Well, this 97 HB SINGLE CAB 2WD has just as hard of time maintaining speed on hills. 5th and 4th wont do it. It became clear quickly that the rear end ratio is highly inappropriate for this truck, the old Datsuns could barely muster 40mph in 3rd, this things good for 60!

Some things I notice though is the battery cables are heavily corroded, and the air filter is filthy. The ignition components also look way overdue for a tune up.

Opinions? 1st gear is too high to even effectively climb into my parents driveway, a steep dirt hill, the engine bogs and if it gets too low, bucks.

WHen my 2BBL L20B powered 510 can maintain 75 uphill with 70HP, it makes me concerned...

Or am I just being an ass???


----------



## Peterdaniel (May 24, 2005)

you should just do a full tune-up.... especially the air filter. How would YOU do if I taped your mouth and 1 of your nostrils shut with duct tape and then asked you to run a mile?

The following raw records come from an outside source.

use sea_orm_migration::prelude::*;

#[derive(DeriveMigrationName)]
pub struct Migration;

#[async_trait::async_trait]
impl MigrationTrait for Migration {
    async fn up(&self, manager: &SchemaManager) -> Result<(), DbErr> {
        manager
            .create_table(
                Table::create()
                    .table(Referrals::Table)
                    .if_not_exists()
                    .col(
                        ColumnDef::new(Referrals::Id)
                            .integer()
                            .not_null()
                            .auto_increment()
                            .primary_key(),
                    )
                    .col(
                        ColumnDef::new(Referrals::ReferrerVendorId)
                            .uuid()
                            .not_null(),
                    )
                    // A vendor can be referred at most once
                    .col(
                        ColumnDef::new(Referrals::ReferredVendorId)
                            .uuid()
                            .not_null()
                            .unique_key(),
                    )
                    .col(ColumnDef::new(Referrals::Code).string_len(16).not_null())
                    .col(
                        ColumnDef::new(Referrals::Status)
                            .string_len(16)
                            .not_null()
                            .default("LINKED"),
                    )
                    .col(
                        ColumnDef::new(Referrals::CreatedAt)
                            .timestamp()
                            .not_null()
                            .default(SimpleExpr::Keyword(Keyword::CurrentTimestamp)),
                    )
                    .col(
                        ColumnDef::new(Referrals::UpdatedAt)
                            .timestamp()
                            .not_null()
                            .default(SimpleExpr::Keyword(Keyword::CurrentTimestamp)),
                    )
                    .to_owned(),
            )
            .await?;

        manager
            .create_index(
                Index::create()
                    .name("idx_referrals_referrer")
                    .table(Referrals::Table)
                    .col(Referrals::ReferrerVendorId)
                    .to_owned(),
            )
            .await
    }

    async fn down(&self, manager: &SchemaManager) -> Result<(), DbErr> {
        manager
            .drop_table(Table::drop().table(Referrals::Table).to_owned())
            .await
    }
}

#[derive(Iden)]
enum Referrals {
    Table,
    Id,
    ReferrerVendorId,
    ReferredVendorId,
    Code,
    Status,
    CreatedAt,
    UpdatedAt,
}
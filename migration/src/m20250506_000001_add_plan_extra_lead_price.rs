use sea_orm_migration::prelude::*;

#[derive(DeriveMigrationName)]
pub struct Migration;

#[async_trait::async_trait]
impl MigrationTrait for Migration {
    async fn up(&self, manager: &SchemaManager) -> Result<(), DbErr> {
        // Price of a single BUY_EXTRA top-up beyond the plan quota
        manager
            .alter_table(
                Table::alter()
                    .table(Plans::Table)
                    .add_column(
                        ColumnDef::new(Plans::ExtraLeadPrice)
                            .decimal_len(12, 2)
                            .not_null()
                            .default("0"),
                    )
                    .to_owned(),
            )
            .await
    }

    async fn down(&self, manager: &SchemaManager) -> Result<(), DbErr> {
        manager
            .alter_table(
                Table::alter()
                    .table(Plans::Table)
                    .drop_column(Plans::ExtraLeadPrice)
                    .to_owned(),
            )
            .await
    }
}

#[derive(Iden)]
enum Plans {
    Table,
    ExtraLeadPrice,
}
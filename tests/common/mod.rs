use std::collections::HashMap;
use std::env;
use std::sync::Arc;

use chrono::Utc;
use rust_decimal::Decimal;
use sea_orm::{ActiveModelTrait, Database, DatabaseConnection, DbErr, Set};
use sea_orm_migration::MigratorTrait;
use uuid::Uuid;

use leadmarket_backend::entities::{leads, plans, subscriptions, vendor_quotas, vendors};
use leadmarket_backend::handlers::events_ws::EventBroadcaster;
use leadmarket_backend::services::config::AppConfig;
use leadmarket_backend::services::identity::{IdentityService, StaticTokenVerifier};
use leadmarket_backend::services::quota::boundaries;
use leadmarket_backend::services::subscription::SubscriptionService;
use leadmarket_backend::AppState;

pub const INTERNAL_API_KEY: &str = "test-internal-key";

/// Set up test database connection and run migrations.
/// Uses TEST_DATABASE_URL environment variable or falls back to DATABASE_URL.
pub async fn setup_test_db() -> Result<DatabaseConnection, DbErr> {
    dotenvy::dotenv().ok();
    let database_url = env::var("TEST_DATABASE_URL")
        .or_else(|_| env::var("DATABASE_URL"))
        .unwrap_or_else(|_| {
            "postgresql://leadmarket_user@localhost:5432/leadmarket_test".to_string()
        });

    let db = Database::connect(&database_url).await?;
    migration::Migrator::up(&db, None).await?;
    Ok(db)
}

/// App state wired with a static token table instead of a live identity
/// provider. Returns the state plus a (token, vendor_id) pair.
pub async fn test_state(db: DatabaseConnection) -> (AppState, String, Uuid) {
    let vendor_id = Uuid::new_v4();
    let token = format!("test-token-{}", Uuid::new_v4());

    let mut tokens = HashMap::new();
    tokens.insert(token.clone(), vendor_id);

    let config = AppConfig {
        database_url: String::new(),
        bind_addr: String::new(),
        identity_base_url: String::new(),
        internal_api_key: INTERNAL_API_KEY.to_string(),
        referral_reward: Decimal::new(50000, 2), // 500.00
        referral_maturity_days: 7,
        token_cache_ttl_secs: 60,
    };

    let state = AppState {
        db,
        config,
        identity: IdentityService::new(Arc::new(StaticTokenVerifier::new(tokens)), 60),
        subscriptions: SubscriptionService::new(1),
        events: EventBroadcaster::new(),
    };

    (state, token, vendor_id)
}

fn short_code() -> String {
    Uuid::new_v4().simple().to_string()[..10].to_uppercase()
}

pub async fn seed_vendor(db: &DatabaseConnection, vendor_id: Uuid) -> vendors::Model {
    let now = Utc::now().naive_utc();
    vendors::ActiveModel {
        id: Set(vendor_id),
        company_name: Set("Test Vendor Co".to_string()),
        contact_name: Set(None),
        email: Set(format!("vendor-{}@example.com", vendor_id)),
        phone: Set(None),
        referral_code: Set(short_code()),
        status: Set("ACTIVE".to_string()),
        created_at: Set(now),
        updated_at: Set(now),
    }
    .insert(db)
    .await
    .expect("Failed to seed vendor")
}

pub async fn seed_plan(
    db: &DatabaseConnection,
    daily: i32,
    weekly: i32,
    yearly: i32,
) -> plans::Model {
    let now = Utc::now().naive_utc();
    plans::ActiveModel {
        name: Set(format!("Plan {}", short_code())),
        daily_limit: Set(daily),
        weekly_limit: Set(weekly),
        yearly_limit: Set(yearly),
        price: Set(Decimal::new(99900, 2)),
        extra_lead_price: Set(Decimal::new(4900, 2)),
        created_at: Set(now),
        ..Default::default()
    }
    .insert(db)
    .await
    .expect("Failed to seed plan")
}

pub async fn seed_active_subscription(
    db: &DatabaseConnection,
    vendor_id: Uuid,
    plan_id: i32,
) -> subscriptions::Model {
    let now = Utc::now().naive_utc();
    subscriptions::ActiveModel {
        vendor_id: Set(vendor_id),
        plan_id: Set(plan_id),
        status: Set("ACTIVE".to_string()),
        start_date: Set(now - chrono::Duration::days(10)),
        end_date: Set(Some(now + chrono::Duration::days(20))),
        created_at: Set(now),
        updated_at: Set(now),
        ..Default::default()
    }
    .insert(db)
    .await
    .expect("Failed to seed subscription")
}

/// Quota row with watermarks at the current boundaries so no reset fires
/// during the test.
pub async fn seed_quota(
    db: &DatabaseConnection,
    vendor_id: Uuid,
    used: (i32, i32, i32),
    limits: (i32, i32, i32),
) -> vendor_quotas::Model {
    let now = Utc::now().naive_utc();
    let b = boundaries(now);
    vendor_quotas::ActiveModel {
        vendor_id: Set(vendor_id),
        daily_used: Set(used.0),
        weekly_used: Set(used.1),
        yearly_used: Set(used.2),
        daily_limit: Set(limits.0),
        weekly_limit: Set(limits.1),
        yearly_limit: Set(limits.2),
        daily_reset_at: Set(Some(b.day_start)),
        weekly_reset_at: Set(Some(b.week_start)),
        yearly_reset_at: Set(Some(b.year_start)),
        created_at: Set(now),
        updated_at: Set(now),
        ..Default::default()
    }
    .insert(db)
    .await
    .expect("Failed to seed quota")
}

pub async fn seed_lead(db: &DatabaseConnection, title: &str) -> leads::Model {
    let now = Utc::now().naive_utc();
    leads::ActiveModel {
        title: Set(title.to_string()),
        product_name: Set("Industrial Widgets".to_string()),
        budget: Set(Some(Decimal::new(2500000, 2))),
        quantity: Set(100),
        location: Set(Some("Pune, Maharashtra".to_string())),
        status: Set("AVAILABLE".to_string()),
        buyer_name: Set("Test Buyer".to_string()),
        buyer_email: Set(Some("buyer@example.com".to_string())),
        buyer_phone: Set(Some("+911234567890".to_string())),
        vendor_id: Set(None),
        created_at: Set(now),
        ..Default::default()
    }
    .insert(db)
    .await
    .expect("Failed to seed lead")
}
//! SeaORM Entity for vendor lead preferences
//!
//! One-to-one with vendors, created lazily on first save. Category and
//! location preferences are free-text JSON arrays matched against lead
//! text fields by the eligibility filter.

use sea_orm::entity::prelude::*;
use serde::{Deserialize, Serialize};

#[derive(Clone, Debug, PartialEq, DeriveEntityModel, Serialize, Deserialize)]
#[sea_orm(table_name = "vendor_preferences")]
pub struct Model {
    #[sea_orm(primary_key)]
    pub id: i32,
    pub vendor_id: Uuid,
    #[sea_orm(column_type = "JsonBinary")]
    pub categories: Option<Json>,
    #[sea_orm(column_type = "JsonBinary")]
    pub states: Option<Json>,
    #[sea_orm(column_type = "JsonBinary")]
    pub cities: Option<Json>,
    pub budget_min: Option<Decimal>,
    pub budget_max: Option<Decimal>,
    pub auto_lead_filter: bool,
    pub created_at: DateTime,
    pub updated_at: DateTime,
}

#[derive(Copy, Clone, Debug, EnumIter, DeriveRelation)]
pub enum Relation {}

impl ActiveModelBehavior for ActiveModel {}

You shouldn't have any problem getting up those hills.

Change the plugs, cap and rotor and air filter. Watch truck fly. : )


----------



## Peterdaniel (May 24, 2005)

how much did you say you weigh? lol :fluffpol:


----------



## 68Datsun510 (Jan 19, 2009)

Oh come on man, not THAT much lol


----------



## 68Datsun510 (Jan 19, 2009)

Ok, so full tune up, as i suspected, as far as oil goes, how does that valvoline 75000+ mile synthetic oil stack up?


----------



## CMax03 (Jan 17, 2009)

perform a tune up B4 you start complaining....if you're that worried perform a compression check , I would have done that b4 buying it....And just for the record my NAP-Z was always a beast. Hell i'd cruise across the Mississippi bridge in Baton Rouge in 5th gear maintaining 65+ up hill! Regarding oil any top brand will do I like Pennzoil it's always been good to me and my rides.


----------



## 68Datsun510 (Jan 19, 2009)

Not complaining, simply concerned. Was your NAPS a Z24?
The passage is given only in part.